I am currently walking around with a plaster on each foot, the podiatrist came to see me yesterday. It is partly my fault, as she did call me about four weeks ago wanting to come out and cut my nails for me, so it had been five months since they were last done. Part of the reason that someone has to come in to cut them for me is that due to a birth defect my toes are curled and all my nails including my big one, now have nails that curl and grow into the skin. When I was able to reach them and see them clearly, well I had learned how to deal with them, but now, well even the podiatrist agrees that it is a bad idea to have Adam cut them. The extra week meant that they were in a greater mess than normal, even though Adam had had a go at them with a nail file a couple of weeks ago and she had to take a scalpel to two of them to cut and lift the nail out, hence the plasters. It was my right foot that needed the most work, but as always with my body, it is my left that is now the painful one, there really is some warped thing going on in my body as even when the facts say the opposite, it is my left side that suffers the most. This morning, I have found yet another reason not to walk around too much, as the toe on my left foot is crying out ever time it touches the floor, like a little electric shock. Some things don’t change I suppose, it is still the smallest, stupidest little things that cause us bother, I never once thought that PRMS would leave me unable to do something as small as cutting my nails, nor that it would lead to them being attacked by a scalpel. It really is the everyday things, the things that all of us do all our lives without a second thought, that makes our lives difficult once our own abilities have been diminished and it isn’t our illness that makes us feel disabled, but the million and one things that just everyday life require.

I know that the first thing I worried about after diagnosis wasn’t how long I could cook a meal for, or cut my toenails for, it was how long I could work for, I really didn’t understand just how unimportant work really was on the scale of things that life held in the future for me.

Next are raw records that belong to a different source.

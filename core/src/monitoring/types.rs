//! Telemetry data types.

use std::fmt;
use std::time::Duration;

use serde::{Deserialize, Serialize};

/// Fallback address reported when host-name resolution fails.
pub const FALLBACK_IP: &str = "127.0.0.1";

/// Firmware-reported throttling indicator.
#[derive(Debug, Clone, Copy, PartialEq, Eq, Default, Serialize, Deserialize)]
pub enum ThrottleState {
    #[serde(rename = "OK")]
    Ok,
    #[serde(rename = "THROTTLED")]
    Throttled,
    #[default]
    #[serde(rename = "N/A")]
    Unknown,
}

impl ThrottleState {
    pub fn as_str(&self) -> &'static str {
        match self {
            Self::Ok => "OK",
            Self::Throttled => "THROTTLED",
            Self::Unknown => "N/A",
        }
    }
}

impl fmt::Display for ThrottleState {
    fn fmt(&self, f: &mut fmt::Formatter<'_>) -> fmt::Result {
        f.write_str(self.as_str())
    }
}

/// One row of the live process monitor.
#[derive(Debug, Clone, PartialEq, Serialize, Deserialize)]
pub struct ProcessEntry {
    pub name: String,
    pub cpu_pct: f64,
}

/// One complete reading of all live metrics.
///
/// Every field always holds a value: probes that fail contribute their
/// unknown representation (0, `N/A`, or [`FALLBACK_IP`]).
#[derive(Debug, Clone, PartialEq, Serialize, Deserialize)]
pub struct Snapshot {
    pub temperature_c: f64,
    pub cpu_load_pct: f64,
    pub clock_mhz: u32,
    pub voltage_v: f64,
    pub throttle_state: ThrottleState,
    pub fan_pct: u8,
    pub ram_used_mib: u64,
    pub ram_total_mib: u64,
    pub disk_used_pct: u8,
    pub ip_address: String,
    pub uptime_s: u64,
    /// Monotonic offset from sampler creation.
    pub captured_at: Duration,
    /// Highest-CPU processes, descending by `cpu_pct`.
    pub top_processes: Vec<ProcessEntry>,
}

impl Default for Snapshot {
    fn default() -> Self {
        Self {
            temperature_c: 0.0,
            cpu_load_pct: 0.0,
            clock_mhz: 0,
            voltage_v: 0.0,
            throttle_state: ThrottleState::Unknown,
            fan_pct: 0,
            ram_used_mib: 0,
            ram_total_mib: 0,
            disk_used_pct: 0,
            ip_address: FALLBACK_IP.to_string(),
            uptime_s: 0,
            captured_at: Duration::ZERO,
            top_processes: Vec::new(),
        }
    }
}

/// The four values answered by the board firmware.
#[derive(Debug, Clone, Copy, PartialEq)]
pub struct FirmwareReading {
    pub temperature_c: f64,
    pub clock_mhz: u32,
    pub voltage_v: f64,
    pub throttle_state: ThrottleState,
}

impl Default for FirmwareReading {
    fn default() -> Self {
        Self {
            temperature_c: 0.0,
            clock_mhz: 0,
            voltage_v: 0.0,
            throttle_state: ThrottleState::Unknown,
        }
    }
}

/// Memory usage in bytes.
#[derive(Debug, Clone, Copy, Default, PartialEq, Eq)]
pub struct MemoryReading {
    pub used_bytes: u64,
    pub total_bytes: u64,
}

/// Cumulative CPU time counters parsed from the aggregate `cpu` line in `/proc/stat`.
#[derive(Debug, Clone, Default)]
pub struct CpuCounters {
    pub user: u64,
    pub nice: u64,
    pub system: u64,
    pub idle: u64,
    pub iowait: u64,
    pub irq: u64,
    pub softirq: u64,
    pub steal: u64,
}

impl CpuCounters {
    /// Total CPU time across all fields.
    pub fn total(&self) -> u64 {
        self.user
            + self.nice
            + self.system
            + self.idle
            + self.iowait
            + self.irq
            + self.softirq
            + self.steal
    }

    /// Idle CPU time (idle + iowait).
    pub fn idle_total(&self) -> u64 {
        self.idle + self.iowait
    }
}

I doubt anyone ever thinks about how long they can make a cup of coffee for, or carry that cup from the kitchen to the living room without spilling it. We are all so blinkered by the major things that the minor ones never enter our heads and no one ever sits us down and explains the full impact of what our health is going to do to us. It is almost as though everyone assumes that we will or have worked all these things out for ourselves, but I don’t think any of our minds work that way, we are so worried about our financial positions and staying part of the able-bodied world for as long as possible, that the truths of disability never get the slightest look in. I do remember wondering about how long I would be able to walk for, but I never once sat and thought about the reality of life in a wheelchair and how most of the outside world and much of the inside, was going to become an no go area for me. I never thought about being housebound, I do though remember thinking about becoming bedbound, but as where I might be a for a few months at the most before I died. Somehow in my head all the in-between stages didn’t exist and I very much doubt are in any of the heads of those people who have been diagnosed with something similar in the past few years.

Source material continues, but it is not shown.